(How to complete this task): Transcribe the material from its first line onward, ending with the line that contains "filename src/features/transactions/models/mod.rs" and adding nothing beyond it.

(Data for analysis):
━━━━━━
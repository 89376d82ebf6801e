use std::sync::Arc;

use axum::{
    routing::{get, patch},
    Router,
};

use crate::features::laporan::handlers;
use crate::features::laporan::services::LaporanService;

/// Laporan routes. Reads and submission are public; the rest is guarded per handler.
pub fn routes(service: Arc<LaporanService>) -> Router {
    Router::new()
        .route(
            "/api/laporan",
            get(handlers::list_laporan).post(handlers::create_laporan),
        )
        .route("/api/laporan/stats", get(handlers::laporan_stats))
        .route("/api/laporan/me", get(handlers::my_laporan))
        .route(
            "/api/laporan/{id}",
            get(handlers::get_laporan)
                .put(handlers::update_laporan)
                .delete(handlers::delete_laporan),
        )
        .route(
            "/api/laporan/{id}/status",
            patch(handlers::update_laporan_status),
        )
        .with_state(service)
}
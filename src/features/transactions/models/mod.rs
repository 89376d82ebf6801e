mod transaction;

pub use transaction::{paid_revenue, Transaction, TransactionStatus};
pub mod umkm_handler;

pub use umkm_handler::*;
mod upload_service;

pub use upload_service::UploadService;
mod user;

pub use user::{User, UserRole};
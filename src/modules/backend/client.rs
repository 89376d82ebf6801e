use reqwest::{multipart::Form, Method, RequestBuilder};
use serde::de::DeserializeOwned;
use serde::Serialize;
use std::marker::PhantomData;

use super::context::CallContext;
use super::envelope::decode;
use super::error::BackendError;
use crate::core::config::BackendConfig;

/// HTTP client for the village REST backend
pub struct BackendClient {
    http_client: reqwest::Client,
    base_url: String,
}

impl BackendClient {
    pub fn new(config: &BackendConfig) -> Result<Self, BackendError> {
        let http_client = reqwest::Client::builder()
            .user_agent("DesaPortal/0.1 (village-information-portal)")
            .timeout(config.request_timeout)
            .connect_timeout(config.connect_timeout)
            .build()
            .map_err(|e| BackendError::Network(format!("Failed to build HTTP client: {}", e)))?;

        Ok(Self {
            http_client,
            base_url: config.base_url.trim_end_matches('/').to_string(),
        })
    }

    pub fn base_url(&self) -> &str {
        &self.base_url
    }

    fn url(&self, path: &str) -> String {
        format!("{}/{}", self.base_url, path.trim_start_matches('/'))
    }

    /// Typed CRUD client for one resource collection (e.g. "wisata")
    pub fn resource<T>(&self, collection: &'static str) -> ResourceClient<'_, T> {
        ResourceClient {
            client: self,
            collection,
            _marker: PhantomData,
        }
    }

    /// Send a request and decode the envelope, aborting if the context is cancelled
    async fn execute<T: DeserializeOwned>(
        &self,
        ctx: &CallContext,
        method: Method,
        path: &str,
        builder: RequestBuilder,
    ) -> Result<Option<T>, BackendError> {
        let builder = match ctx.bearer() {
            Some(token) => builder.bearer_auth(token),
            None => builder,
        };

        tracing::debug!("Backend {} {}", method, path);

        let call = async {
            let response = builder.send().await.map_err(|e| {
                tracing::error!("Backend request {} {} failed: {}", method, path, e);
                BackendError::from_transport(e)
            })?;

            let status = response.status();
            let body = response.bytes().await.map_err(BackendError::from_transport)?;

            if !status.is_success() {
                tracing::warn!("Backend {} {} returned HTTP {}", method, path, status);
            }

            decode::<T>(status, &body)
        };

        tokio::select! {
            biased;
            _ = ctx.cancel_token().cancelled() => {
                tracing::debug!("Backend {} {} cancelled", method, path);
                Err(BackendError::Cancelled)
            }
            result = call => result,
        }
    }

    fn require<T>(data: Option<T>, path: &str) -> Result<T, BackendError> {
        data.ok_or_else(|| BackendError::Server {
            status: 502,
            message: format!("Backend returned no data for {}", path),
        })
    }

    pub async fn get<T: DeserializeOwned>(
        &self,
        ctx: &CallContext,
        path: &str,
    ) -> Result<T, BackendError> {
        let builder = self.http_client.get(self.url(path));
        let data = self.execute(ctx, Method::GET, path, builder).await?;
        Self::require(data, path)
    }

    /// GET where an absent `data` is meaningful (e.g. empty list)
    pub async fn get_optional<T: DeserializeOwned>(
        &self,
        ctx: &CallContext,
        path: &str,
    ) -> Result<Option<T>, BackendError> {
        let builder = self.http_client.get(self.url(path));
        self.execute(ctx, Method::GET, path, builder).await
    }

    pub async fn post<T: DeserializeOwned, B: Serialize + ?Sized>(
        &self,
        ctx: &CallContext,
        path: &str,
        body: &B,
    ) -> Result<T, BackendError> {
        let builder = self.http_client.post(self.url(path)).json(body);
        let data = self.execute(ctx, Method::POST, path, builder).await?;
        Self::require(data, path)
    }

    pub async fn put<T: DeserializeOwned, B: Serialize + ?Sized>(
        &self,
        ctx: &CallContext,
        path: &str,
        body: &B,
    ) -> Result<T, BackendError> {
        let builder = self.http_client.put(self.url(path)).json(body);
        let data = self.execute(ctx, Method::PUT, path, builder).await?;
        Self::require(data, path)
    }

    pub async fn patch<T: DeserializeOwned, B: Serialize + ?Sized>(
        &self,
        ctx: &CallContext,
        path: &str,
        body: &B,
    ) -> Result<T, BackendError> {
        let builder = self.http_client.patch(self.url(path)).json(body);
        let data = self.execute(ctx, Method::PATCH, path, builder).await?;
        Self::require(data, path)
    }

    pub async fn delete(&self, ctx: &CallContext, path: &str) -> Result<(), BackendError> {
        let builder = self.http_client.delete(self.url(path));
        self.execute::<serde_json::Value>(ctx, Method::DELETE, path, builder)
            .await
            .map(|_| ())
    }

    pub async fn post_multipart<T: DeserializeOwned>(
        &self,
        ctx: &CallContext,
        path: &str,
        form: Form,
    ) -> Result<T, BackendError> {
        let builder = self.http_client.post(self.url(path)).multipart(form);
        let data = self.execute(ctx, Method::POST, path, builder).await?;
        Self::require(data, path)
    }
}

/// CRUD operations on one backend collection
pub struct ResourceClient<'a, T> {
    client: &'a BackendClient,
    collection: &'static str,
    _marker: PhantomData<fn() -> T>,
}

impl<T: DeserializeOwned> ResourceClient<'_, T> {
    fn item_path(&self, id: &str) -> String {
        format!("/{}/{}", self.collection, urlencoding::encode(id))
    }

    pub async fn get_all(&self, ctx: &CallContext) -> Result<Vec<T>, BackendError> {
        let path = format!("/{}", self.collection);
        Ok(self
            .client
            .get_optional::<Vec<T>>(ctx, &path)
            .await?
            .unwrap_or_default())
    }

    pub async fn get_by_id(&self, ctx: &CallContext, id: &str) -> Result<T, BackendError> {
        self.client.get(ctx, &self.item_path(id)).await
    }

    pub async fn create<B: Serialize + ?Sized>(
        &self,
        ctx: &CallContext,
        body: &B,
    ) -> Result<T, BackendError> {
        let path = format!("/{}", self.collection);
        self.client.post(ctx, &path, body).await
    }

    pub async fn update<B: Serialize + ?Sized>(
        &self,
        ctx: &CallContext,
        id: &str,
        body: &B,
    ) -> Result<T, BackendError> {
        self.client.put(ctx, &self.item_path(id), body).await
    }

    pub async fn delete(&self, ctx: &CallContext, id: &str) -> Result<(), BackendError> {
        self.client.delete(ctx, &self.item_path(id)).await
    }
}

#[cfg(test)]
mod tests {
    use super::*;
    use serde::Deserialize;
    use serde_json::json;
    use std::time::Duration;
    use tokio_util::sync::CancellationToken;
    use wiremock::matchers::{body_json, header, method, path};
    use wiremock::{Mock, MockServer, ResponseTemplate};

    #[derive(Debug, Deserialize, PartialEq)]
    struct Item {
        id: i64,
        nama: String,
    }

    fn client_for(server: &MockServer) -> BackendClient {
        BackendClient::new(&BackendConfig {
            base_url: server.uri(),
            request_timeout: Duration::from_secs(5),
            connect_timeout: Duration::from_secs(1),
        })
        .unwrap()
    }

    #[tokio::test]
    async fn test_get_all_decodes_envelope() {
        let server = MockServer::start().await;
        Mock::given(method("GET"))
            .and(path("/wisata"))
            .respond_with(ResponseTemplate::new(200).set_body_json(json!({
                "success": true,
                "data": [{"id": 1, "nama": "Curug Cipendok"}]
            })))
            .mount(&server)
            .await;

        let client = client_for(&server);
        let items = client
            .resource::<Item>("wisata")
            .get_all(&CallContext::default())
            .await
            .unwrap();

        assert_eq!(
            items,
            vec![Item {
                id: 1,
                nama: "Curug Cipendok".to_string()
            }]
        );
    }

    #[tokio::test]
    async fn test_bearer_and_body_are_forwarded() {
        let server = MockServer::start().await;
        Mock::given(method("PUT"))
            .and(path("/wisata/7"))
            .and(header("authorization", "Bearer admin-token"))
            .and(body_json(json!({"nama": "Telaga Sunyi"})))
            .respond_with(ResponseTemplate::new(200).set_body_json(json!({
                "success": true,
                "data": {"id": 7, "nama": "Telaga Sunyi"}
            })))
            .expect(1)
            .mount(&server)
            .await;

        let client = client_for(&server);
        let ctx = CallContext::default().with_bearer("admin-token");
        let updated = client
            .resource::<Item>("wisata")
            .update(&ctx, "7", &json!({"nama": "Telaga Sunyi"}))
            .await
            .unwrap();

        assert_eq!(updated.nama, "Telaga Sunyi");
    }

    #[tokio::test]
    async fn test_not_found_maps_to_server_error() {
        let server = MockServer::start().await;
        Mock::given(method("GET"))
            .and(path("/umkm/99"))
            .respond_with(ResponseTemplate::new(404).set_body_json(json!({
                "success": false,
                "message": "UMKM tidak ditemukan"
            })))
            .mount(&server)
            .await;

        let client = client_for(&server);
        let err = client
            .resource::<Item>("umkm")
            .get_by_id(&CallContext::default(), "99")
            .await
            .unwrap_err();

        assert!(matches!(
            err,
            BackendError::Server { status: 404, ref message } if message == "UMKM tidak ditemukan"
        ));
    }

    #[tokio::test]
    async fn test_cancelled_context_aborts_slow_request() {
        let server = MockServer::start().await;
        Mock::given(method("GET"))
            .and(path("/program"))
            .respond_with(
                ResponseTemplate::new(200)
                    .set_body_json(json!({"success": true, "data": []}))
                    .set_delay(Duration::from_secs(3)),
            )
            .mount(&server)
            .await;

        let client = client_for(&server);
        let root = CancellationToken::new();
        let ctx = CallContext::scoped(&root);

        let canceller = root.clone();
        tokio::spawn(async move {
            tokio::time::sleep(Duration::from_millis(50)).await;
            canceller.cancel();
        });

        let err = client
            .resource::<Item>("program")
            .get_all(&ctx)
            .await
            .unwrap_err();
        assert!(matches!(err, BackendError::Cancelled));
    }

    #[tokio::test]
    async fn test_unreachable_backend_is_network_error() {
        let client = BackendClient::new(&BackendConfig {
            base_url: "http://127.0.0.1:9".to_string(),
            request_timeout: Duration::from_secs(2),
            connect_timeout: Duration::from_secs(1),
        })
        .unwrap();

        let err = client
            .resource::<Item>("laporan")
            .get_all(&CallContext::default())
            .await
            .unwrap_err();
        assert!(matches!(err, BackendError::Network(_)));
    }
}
━━━━━━
(Written solution):
repository 89376d82ebf6801e
use std::sync::Arc;

use axum::{
    routing::{get, patch},
    Router,
};

use crate::features::laporan::handlers;
use crate::features::laporan::services::LaporanService;

/// Laporan routes. Reads and submission are public; the rest is guarded per handler.
pub fn routes(service: Arc<LaporanService>) -> Router {
    Router::new()
        .route(
            "/api/laporan",
            get(handlers::list_laporan).post(handlers::create_laporan),
        )
        .route("/api/laporan/stats", get(handlers::laporan_stats))
        .route("/api/laporan/me", get(handlers::my_laporan))
        .route(
            "/api/laporan/{id}",
            get(handlers::get_laporan)
                .put(handlers::update_laporan)
                .delete(handlers::delete_laporan),
        )
        .route(
            "/api/laporan/{id}/status",
            patch(handlers::update_laporan_status),
        )
        .with_state(service)
}
filename src/features/transactions/models/mod.rs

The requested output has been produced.